I foresee a return to a day similar to the early days of the Industrial Revolution when workers were mere cogs in the machine or on the assembly line. If robots/AI can do the complicated work better and faster, why use humans?
Chad King, you beat me to the Keiiler line. Well done!
of course ‘we’re soaking in the stupidity’ I saw the way they were mandating the teaching of division, in the elementary schools, one has to refer to that brando aphorism in apocalypse, ‘the horror, the horror’

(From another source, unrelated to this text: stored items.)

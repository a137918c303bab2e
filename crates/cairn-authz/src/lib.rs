//! # cairn-authz
//!
//! Authorization policy evaluation for the Cairn directory.
//!
//! Every RPC is gated on a `(trust_domain, user_id, api_method)` triple
//! before any streaming begins. Two interchangeable backends implement the
//! [`Authorizer`] contract:
//!
//! - [`rule::RuleAuthorizer`]: an in-memory set of wildcard allow rules
//!   with a sane default policy
//! - [`bundle::BundleAuthorizer`]: a declarative policy bundle loaded from
//!   disk and hot-reloaded on change
//!
//! Evaluation never errors: anything that goes wrong denies.

#![forbid(unsafe_code)]
#![deny(missing_docs)]
#![deny(rust_2018_idioms)]
#![warn(clippy::pedantic)]

pub mod bundle;
pub mod rule;

pub use bundle::BundleAuthorizer;
pub use rule::RuleAuthorizer;

/// The read-only API methods every external trust domain may call under the
/// default policy.
pub const READ_ONLY_METHODS: [&str; 4] = [
    "Pull",
    "PullReferrer",
    "Lookup",
    "RequestRegistryCredentials",
];

/// The evaluation input for one RPC.
#[derive(Debug, Clone, PartialEq, Eq)]
pub struct PolicyInput<'a> {
    /// The caller's trust domain.
    pub trust_domain: &'a str,
    /// The caller's user identifier.
    pub user_id: &'a str,
    /// The API method being invoked (e.g. `Push`).
    pub api_method: &'a str,
}

/// The authorization contract.
///
/// Implementations must be cheap to call on the hot path: evaluation works
/// on an immutable snapshot, and reloading swaps snapshots atomically so
/// in-flight calls keep a consistent view.
pub trait Authorizer: Send + Sync + 'static {
    /// Returns true when the call is allowed. Evaluation errors deny.
    fn authorize(&self, input: &PolicyInput<'_>) -> bool;
}
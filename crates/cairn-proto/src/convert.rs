//! Conversions between wire messages and the domain model.
//!
//! Wire → domain conversions validate: a `Record` without variant data is
//! rejected with `InvalidRecord`, and extension payloads must be valid JSON
//! documents. Domain → wire conversions are infallible.

use cairn_core::{Error, Result};

use crate as proto;

impl From<cairn_core::Skill> for proto::Skill {
    fn from(skill: cairn_core::Skill) -> Self {
        Self {
            category_name: skill.category_name,
            class_name: skill.class_name,
            id: skill.id,
            name: skill.name,
        }
    }
}

impl From<proto::Skill> for cairn_core::Skill {
    fn from(skill: proto::Skill) -> Self {
        Self {
            category_name: skill.category_name,
            class_name: skill.class_name,
            id: skill.id,
            name: skill.name,
        }
    }
}

impl From<cairn_core::Extension> for proto::Extension {
    fn from(ext: cairn_core::Extension) -> Self {
        Self {
            name: ext.name,
            version: ext.version,
            data_json: ext.data.map(|v| v.to_string()).unwrap_or_default(),
        }
    }
}

impl TryFrom<proto::Extension> for cairn_core::Extension {
    type Error = Error;

    fn try_from(ext: proto::Extension) -> Result<Self> {
        let data = if ext.data_json.is_empty() {
            None
        } else {
            Some(serde_json::from_str(&ext.data_json).map_err(|e| {
                Error::InvalidEncoding(format!(
                    "extension {:?} carries invalid JSON payload: {e}",
                    ext.name
                ))
            })?)
        };
        Ok(Self {
            name: ext.name,
            version: ext.version,
            data,
        })
    }
}

impl From<cairn_core::Locator> for proto::Locator {
    fn from(locator: cairn_core::Locator) -> Self {
        Self {
            r#type: locator.locator_type,
            url: locator.url,
        }
    }
}

impl From<proto::Locator> for cairn_core::Locator {
    fn from(locator: proto::Locator) -> Self {
        Self {
            locator_type: locator.r#type,
            url: locator.url,
        }
    }
}

fn extensions_from_wire(
    extensions: Vec<proto::Extension>,
) -> Result<Vec<cairn_core::Extension>> {
    extensions.into_iter().map(TryInto::try_into).collect()
}

fn signature_from_wire(signature: String) -> Option<String> {
    if signature.is_empty() {
        None
    } else {
        Some(signature)
    }
}

impl From<cairn_core::AgentV1> for proto::AgentV1 {
    fn from(agent: cairn_core::AgentV1) -> Self {
        Self {
            schema_version: agent.schema_version,
            name: agent.name,
            version: agent.version,
            description: agent.description,
            authors: agent.authors,
            skills: agent.skills.into_iter().map(Into::into).collect(),
            extensions: agent.extensions.into_iter().map(Into::into).collect(),
            locators: agent.locators.into_iter().map(Into::into).collect(),
            annotations: agent.annotations,
            signature: agent.signature.unwrap_or_default(),
        }
    }
}

impl TryFrom<proto::AgentV1> for cairn_core::AgentV1 {
    type Error = Error;

    fn try_from(agent: proto::AgentV1) -> Result<Self> {
        Ok(Self {
            schema_version: agent.schema_version,
            name: agent.name,
            version: agent.version,
            description: agent.description,
            authors: agent.authors,
            skills: agent.skills.into_iter().map(Into::into).collect(),
            extensions: extensions_from_wire(agent.extensions)?,
            locators: agent.locators.into_iter().map(Into::into).collect(),
            annotations: agent.annotations,
            signature: signature_from_wire(agent.signature),
        })
    }
}

impl From<cairn_core::AgentV2> for proto::AgentV2 {
    fn from(agent: cairn_core::AgentV2) -> Self {
        Self {
            schema_version: agent.schema_version,
            name: agent.name,
            version: agent.version,
            description: agent.description,
            created_at: agent.created_at,
            skills: agent.skills.into_iter().map(Into::into).collect(),
            extensions: agent.extensions.into_iter().map(Into::into).collect(),
            locators: agent.locators.into_iter().map(Into::into).collect(),
            annotations: agent.annotations,
            signature: agent.signature.unwrap_or_default(),
        }
    }
}

impl TryFrom<proto::AgentV2> for cairn_core::AgentV2 {
    type Error = Error;

    fn try_from(agent: proto::AgentV2) -> Result<Self> {
        Ok(Self {
            schema_version: agent.schema_version,
            name: agent.name,
            version: agent.version,
            description: agent.description,
            created_at: agent.created_at,
            skills: agent.skills.into_iter().map(Into::into).collect(),
            extensions: extensions_from_wire(agent.extensions)?,
            locators: agent.locators.into_iter().map(Into::into).collect(),
            annotations: agent.annotations,
            signature: signature_from_wire(agent.signature),
        })
    }
}

impl From<cairn_core::AgentV3> for proto::AgentV3 {
    fn from(agent: cairn_core::AgentV3) -> Self {
        Self {
            schema_version: agent.schema_version,
            name: agent.name,
            version: agent.version,
            description: agent.description,
            created_at: agent.created_at,
            previous_record_cid: agent.previous_record_cid.unwrap_or_default(),
            skills: agent.skills.into_iter().map(Into::into).collect(),
            extensions: agent.extensions.into_iter().map(Into::into).collect(),
            locators: agent.locators.into_iter().map(Into::into).collect(),
            annotations: agent.annotations,
            signature: agent.signature.unwrap_or_default(),
        }
    }
}

impl TryFrom<proto::AgentV3> for cairn_core::AgentV3 {
    type Error = Error;

    fn try_from(agent: proto::AgentV3) -> Result<Self> {
        Ok(Self {
            schema_version: agent.schema_version,
            name: agent.name,
            version: agent.version,
            description: agent.description,
            created_at: agent.created_at,
            previous_record_cid: if agent.previous_record_cid.is_empty() {
                None
            } else {
                Some(agent.previous_record_cid)
            },
            skills: agent.skills.into_iter().map(Into::into).collect(),
            extensions: extensions_from_wire(agent.extensions)?,
            locators: agent.locators.into_iter().map(Into::into).collect(),
            annotations: agent.annotations,
            signature: signature_from_wire(agent.signature),
        })
    }
}

impl From<cairn_core::Record> for proto::Record {
    fn from(record: cairn_core::Record) -> Self {
        let data = match record {
            cairn_core::Record::V1(a) => proto::record::Data::V1(a.into()),
            cairn_core::Record::V2(a) => proto::record::Data::V2(a.into()),
            cairn_core::Record::V3(a) => proto::record::Data::V3(a.into()),
        };
        Self { data: Some(data) }
    }
}

impl TryFrom<proto::Record> for cairn_core::Record {
    type Error = Error;

    fn try_from(record: proto::Record) -> Result<Self> {
        match record.data {
            Some(proto::record::Data::V1(a)) => Ok(Self::V1(a.try_into()?)),
            Some(proto::record::Data::V2(a)) => Ok(Self::V2(a.try_into()?)),
            Some(proto::record::Data::V3(a)) => Ok(Self::V3(a.try_into()?)),
            None => Err(Error::InvalidRecord(
                "record has no variant data set".to_string(),
            )),
        }
    }
}

impl From<cairn_core::RecordRef> for proto::RecordRef {
    fn from(r: cairn_core::RecordRef) -> Self {
        Self { cid: r.cid }
    }
}

impl From<proto::RecordRef> for cairn_core::RecordRef {
    fn from(r: proto::RecordRef) -> Self {
        Self { cid: r.cid }
    }
}

impl From<cairn_core::RecordMeta> for proto::RecordMeta {
    fn from(meta: cairn_core::RecordMeta) -> Self {
        Self {
            cid: meta.cid,
            size_bytes: meta.size_bytes,
            created_at: meta.created_at.to_rfc3339(),
            annotations: meta.annotations,
            labels: meta.labels,
        }
    }
}

impl TryFrom<proto::RecordMeta> for cairn_core::RecordMeta {
    type Error = Error;

    fn try_from(meta: proto::RecordMeta) -> Result<Self> {
        let created_at = chrono::DateTime::parse_from_rfc3339(&meta.created_at)
            .map_err(|e| {
                Error::InvalidEncoding(format!("record meta has invalid created_at: {e}"))
            })?
            .with_timezone(&chrono::Utc);
        Ok(Self {
            cid: meta.cid,
            size_bytes: meta.size_bytes,
            created_at,
            annotations: meta.annotations,
            labels: meta.labels,
        })
    }
}

impl From<&Error> for proto::ErrorDetail {
    fn from(err: &Error) -> Self {
        Self {
            code: err.code().to_string(),
            message: err.to_string(),
        }
    }
}

impl From<proto::ErrorDetail> for Error {
    fn from(detail: proto::ErrorDetail) -> Self {
        Error::from_code(&detail.code, &detail.message)
    }
}

#[cfg(test)]
mod tests {
    use super::*;
    use cairn_core::{AgentV1, AgentV3, Extension, Locator, Record, Skill};

    fn sample() -> Record {
        AgentV1::new("test-agent", "v1")
            .with_skill(Skill::new("test-category-1", "test-class-1"))
            .with_extension(Extension {
                name: "runtime".into(),
                version: "0.1.0".into(),
                data: Some(serde_json::json!({"memory_mb": 512})),
            })
            .with_locator(Locator::new("docker-image", "ghcr.io/example/agent"))
            .with_annotation("team", "platform")
            .into()
    }

    #[test]
    fn record_roundtrips_through_wire_form() {
        let record = sample();
        let wire: proto::Record = record.clone().into();
        let back: Record = wire.try_into().expect("convert back");
        assert_eq!(record, back);
    }

    #[test]
    fn empty_record_is_rejected() {
        let wire = proto::Record { data: None };
        let err = Record::try_from(wire).unwrap_err();
        assert!(matches!(err, Error::InvalidRecord(_)));
    }

    #[test]
    fn invalid_extension_json_is_rejected() {
        let wire = proto::Record {
            data: Some(proto::record::Data::V3(proto::AgentV3 {
                schema_version: "v1alpha3".into(),
                name: "broken".into(),
                extensions: vec![proto::Extension {
                    name: "bad".into(),
                    version: "1".into(),
                    data_json: "{not json".into(),
                }],
                ..Default::default()
            })),
        };
        let err = Record::try_from(wire).unwrap_err();
        assert!(matches!(err, Error::InvalidEncoding(_)));
    }

    #[test]
    fn wire_conversion_preserves_canonical_bytes() {
        let record = sample();
        let before = cairn_core::canonical::canonical(&record).expect("canonical");

        let wire: proto::Record = record.into();
        let back: Record = wire.try_into().expect("convert back");
        let after = cairn_core::canonical::canonical(&back).expect("canonical");

        assert_eq!(before, after);
    }

    #[test]
    fn v3_previous_cid_maps_to_option() {
        let record: Record = AgentV3::new("linked", "2.0").into();
        let wire: proto::Record = record.into();
        let back: Record = wire.try_into().expect("convert back");
        let Record::V3(agent) = back else {
            panic!("variant changed in conversion");
        };
        assert!(agent.previous_record_cid.is_none());
    }

    #[test]
    fn error_detail_roundtrips_kind() {
        let err = Error::not_found("record", "bafyabc");
        let detail: proto::ErrorDetail = (&err).into();
        assert_eq!(detail.code, "NOT_FOUND");
        let back: Error = detail.into();
        assert_eq!(back.code(), "NOT_FOUND");
    }
}
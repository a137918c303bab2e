//! # cairn-sync
//!
//! Peer synchronization for the Cairn directory.
//!
//! A sync names a remote directory to mirror. The manager owns one worker
//! per sync; each cycle discovers the remote's published records and
//! imports the ones missing locally through the same store and routing
//! contracts every other caller uses.

#![forbid(unsafe_code)]
#![deny(missing_docs)]
#![deny(rust_2018_idioms)]
#![warn(clippy::pedantic)]

pub mod manager;

pub use manager::{SyncConfig, SyncManager, SyncStatus, DEFAULT_SYNC_INTERVAL};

who are we fooling, they are creating a generation of students are barely numerate, bare literate in any language, ignorant and contemptuous of our history and traditions,
Art Deco
I don’t know either, which is worst. Instead, I ask, where does the education nonsense begin? My take is that it begins with the Ed Schools/Teachers’ college faculty. They indoctrinate the prospective teachers. The teachers become the administrators. State education department apparatchiks, most of whom got their doctorates from Ed Schools, get their indoctrination from Ed Schools/Teachers’ college faculty.
Teachers’ unions? I taught in Texas, which has weak teachers’ unions, so I will pass on that. It does appear that strong teachers’ unions do not improve the quality of education.
While I have unmitigated contempt for our Ed Schools as currently constituted, there is a place for pedagogy, for instructing prospective teachers about what works and doesn’t work in formal instruction. It is not inherently obvious what is the best way to teach a given subject to a given student population.
There has been formal classroom instruction for some 2,500 years. As such, there is a record of what works and doesn’t work in formal classroom instruction.
Prospective teachers need pedagogy. They do not need the next big thing that will revolutionize education, because the next big thing has never been sufficiently researched, and five years later is replaced by the new next big thing. Which also gets replaced in five years.
Both my parents got their initial degrees from teachers’ colleges, though only my mother actually taught in high school. Both of them believed that knowledge of the subject trumped all the Ed School courses in becoming an effective teacher.
From my two years of teaching math in 8th-9th grade, my conclusion is that while knowledge of the subject to be taught is necessary to be an effective teacher, it is not sufficient. I had a 3.5 average in my 30+ credits of math courses, but was not successful as a teacher. A teacher needs to be a persuader, and persuading didn’t come naturally to me.
Is there a separate set of transcripts for college apps?
I think the best system we can hope for, and the one that you already see in most law and medical schools around the country, is to give all the black students straight A’s (or their equivalent), and grade all the other students fairly. While it provides the most desirable/necessary result (the black students all come off as brilliant), at least the high-achieving students will get their rewards as well.
Shrink them standard deviations, baby!